A monkey is sitting in a tree, smoking a joint, when
a lizard walks past. The lizard looks up and says to the monkey “Hey! what are you doing?” The monkey says “Smoking a joint, come up and join me, my cold-blooded friend.” So the lizard climbs up and sits next to the monkey and they have another joint. After a while the lizard says his mouth is ‘dry’, and that he’s going to get a drink from the river. At the riverbank, the lizard is so stoned that he leans too far over and falls in. A Crocodile sees this and swims over to the stoned lizard, helping him to the side. He then asks the lizard, “What’s the matter with you?!” The lizard explains to the crocodile that he was sitting in the tree, smoking a joint with his new monkey friend. He then explained how his mouth got dry, and that he was so wasted that, when he went to get a drink from the river, he fell in! The inquisitive crocodile says he has to check this out. He walks into the jungle and finds the tree where the monkey is sitting, finishing a joint. He looks up and says “Hey, MONKEY!” The Monkey looks down and says “FUUUUUCK, DUDE……. how much water did you drink?”
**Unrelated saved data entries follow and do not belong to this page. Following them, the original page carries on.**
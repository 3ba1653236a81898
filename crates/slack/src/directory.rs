use {anyhow::Result, async_trait::async_trait, parlor_common::types::ChatType};

/// Channel attributes fetched from the platform directory.
#[derive(Debug, Clone, Default)]
pub struct ChannelInfo {
    pub name: Option<String>,
    pub kind: Option<ChatType>,
    pub topic: Option<String>,
    pub purpose: Option<String>,
}

/// User attributes fetched from the platform directory.
#[derive(Debug, Clone, Default)]
pub struct UserInfo {
    pub name: Option<String>,
}

/// Identity of a channel, as much of it as the inbound event carried.
#[derive(Debug, Clone, Copy)]
pub struct ChannelRef<'a> {
    pub id: &'a str,
    pub name: Option<&'a str>,
    pub kind: Option<ChatType>,
}

/// Platform directory collaborator: name/metadata lookups plus the coarse
/// channel filter the integration owner applies before any policy work.
#[async_trait]
pub trait SlackDirectory: Send + Sync {
    /// Channel metadata; `None` when the channel is unknown.
    async fn channel_info(&self, channel_id: &str) -> Result<Option<ChannelInfo>>;

    /// User metadata; `None` when the user is unknown.
    async fn user_info(&self, user_id: &str) -> Result<Option<UserInfo>>;

    /// Collaborator-owned channel predicate, evaluated before policy checks.
    async fn is_channel_allowed(&self, channel: &ChannelRef<'_>) -> bool;
}
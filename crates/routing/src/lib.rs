//! Route inbound commands to agents and build session keys.
//!
//! Binding cascade (precedence):
//! 1. Peer binding (exact peer ID match)
//! 2. Team binding (workspace/team ID)
//! 3. Account binding (channel account ID)
//! 4. Channel binding (channel ID)
//! 5. Default agent (`routing.default_agent`)

pub mod error;
pub mod resolve;

pub use {
    error::{Error, Result},
    resolve::{
        AgentBinding, ResolvedRoute, RouteRequest, RoutingConfig, SessionKey, resolve_agent_route,
    },
};
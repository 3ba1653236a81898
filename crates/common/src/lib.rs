//! Shared types used across all parlor crates.

pub mod types;

pub use types::{ChatType, ReplyKind, ReplyPayload};
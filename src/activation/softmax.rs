use crate::math::matrix::Matrix;

/// Numerically stable softmax over a single row, in place.
///
/// The row maximum is subtracted before exponentiating so that large scores
/// never overflow `exp`. An empty row is left untouched.
pub fn softmax_in_place(row: &mut [f64]) {
    let Some(&first) = row.first() else {
        return;
    };
    let max = row.iter().skip(1).fold(first, |m, &x| if x > m { x } else { m });

    let mut sum = 0.0;
    for v in row.iter_mut() {
        *v = (*v - max).exp();
        sum += *v;
    }
    for v in row.iter_mut() {
        *v /= sum;
    }
}

/// Applies [`softmax_in_place`] to every row of `scores`.
pub fn softmax_rows(scores: &Matrix) -> Matrix {
    let mut out = scores.clone();
    for i in 0..out.rows() {
        softmax_in_place(out.row_mut(i));
    }
    out
}
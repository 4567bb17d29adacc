pub mod softmax;

pub use softmax::{softmax_in_place, softmax_rows};
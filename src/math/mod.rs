pub mod matrix;

pub use matrix::Matrix;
Why are there no cases of COVID-19 in Antarctica?
Because they're ice-o-lated
Daughter going through coupons for shopping trip.
I say "Are any of those gray?" She groans and says "How do you live with yourself?" I respond " I don't, I live with your mother".
A teacher told the students, “The person who answers my next question correctly gets to leave class early.”
A teacher told the students, "The person who answers my next question correctly gets to leave class early." Suddenly, a pen came flying across to room, practically hitting the teacher in the face. "Who threw that?!" the teacher shouted angrily. "Me!" piped up a voice from the back of the classroom. "Can I leave now?"